_PROBLEM_
Go through each line of the records below and count those with the word "Public"; give only the total.

•••

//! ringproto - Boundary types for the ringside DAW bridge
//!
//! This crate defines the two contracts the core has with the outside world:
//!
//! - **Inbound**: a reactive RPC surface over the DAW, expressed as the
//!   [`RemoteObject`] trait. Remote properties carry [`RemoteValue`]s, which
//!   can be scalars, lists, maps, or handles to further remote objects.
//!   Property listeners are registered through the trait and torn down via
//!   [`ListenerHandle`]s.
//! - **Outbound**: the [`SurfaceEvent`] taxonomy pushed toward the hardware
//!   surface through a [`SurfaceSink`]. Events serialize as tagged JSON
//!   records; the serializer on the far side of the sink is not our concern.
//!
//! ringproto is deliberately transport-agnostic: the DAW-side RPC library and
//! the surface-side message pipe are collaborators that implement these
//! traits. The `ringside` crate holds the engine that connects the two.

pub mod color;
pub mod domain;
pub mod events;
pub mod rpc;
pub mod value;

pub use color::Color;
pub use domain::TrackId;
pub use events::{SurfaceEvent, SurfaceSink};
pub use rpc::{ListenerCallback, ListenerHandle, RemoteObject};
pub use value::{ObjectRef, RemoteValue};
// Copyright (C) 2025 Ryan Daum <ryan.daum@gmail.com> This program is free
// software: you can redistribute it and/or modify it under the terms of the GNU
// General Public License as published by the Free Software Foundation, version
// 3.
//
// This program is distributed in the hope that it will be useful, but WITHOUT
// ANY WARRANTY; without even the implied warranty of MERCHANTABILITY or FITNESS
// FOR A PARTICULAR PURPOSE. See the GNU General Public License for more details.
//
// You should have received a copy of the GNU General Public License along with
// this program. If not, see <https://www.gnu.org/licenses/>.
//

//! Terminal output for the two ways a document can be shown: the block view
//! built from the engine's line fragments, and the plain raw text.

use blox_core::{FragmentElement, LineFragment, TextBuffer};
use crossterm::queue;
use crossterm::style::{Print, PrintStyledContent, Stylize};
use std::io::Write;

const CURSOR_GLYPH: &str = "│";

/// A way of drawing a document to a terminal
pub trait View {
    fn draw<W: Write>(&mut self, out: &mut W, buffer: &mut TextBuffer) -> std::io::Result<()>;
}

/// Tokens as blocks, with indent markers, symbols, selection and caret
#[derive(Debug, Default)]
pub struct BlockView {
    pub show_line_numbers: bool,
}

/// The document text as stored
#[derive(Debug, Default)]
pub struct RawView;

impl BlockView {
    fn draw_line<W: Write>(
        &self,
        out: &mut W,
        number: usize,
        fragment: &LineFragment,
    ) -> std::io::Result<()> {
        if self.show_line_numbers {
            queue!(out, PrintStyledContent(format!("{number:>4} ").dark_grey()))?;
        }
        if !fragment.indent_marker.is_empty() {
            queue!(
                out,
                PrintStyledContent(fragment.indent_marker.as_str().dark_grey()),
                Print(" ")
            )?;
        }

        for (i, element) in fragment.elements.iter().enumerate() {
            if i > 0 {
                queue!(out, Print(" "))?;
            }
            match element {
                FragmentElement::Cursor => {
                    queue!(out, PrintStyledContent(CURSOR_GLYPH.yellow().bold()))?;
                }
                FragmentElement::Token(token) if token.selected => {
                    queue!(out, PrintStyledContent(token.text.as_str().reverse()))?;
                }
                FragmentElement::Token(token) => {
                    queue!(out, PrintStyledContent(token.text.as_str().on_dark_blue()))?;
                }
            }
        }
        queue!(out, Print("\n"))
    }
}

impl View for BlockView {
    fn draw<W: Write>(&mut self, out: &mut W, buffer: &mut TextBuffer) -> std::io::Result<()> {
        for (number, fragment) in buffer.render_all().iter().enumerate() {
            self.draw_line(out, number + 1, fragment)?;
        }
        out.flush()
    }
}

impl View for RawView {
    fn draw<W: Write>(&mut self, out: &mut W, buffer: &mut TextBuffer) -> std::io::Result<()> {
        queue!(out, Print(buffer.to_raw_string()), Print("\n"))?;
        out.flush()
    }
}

•••

_ANSWER TO THE EXERCISE_
3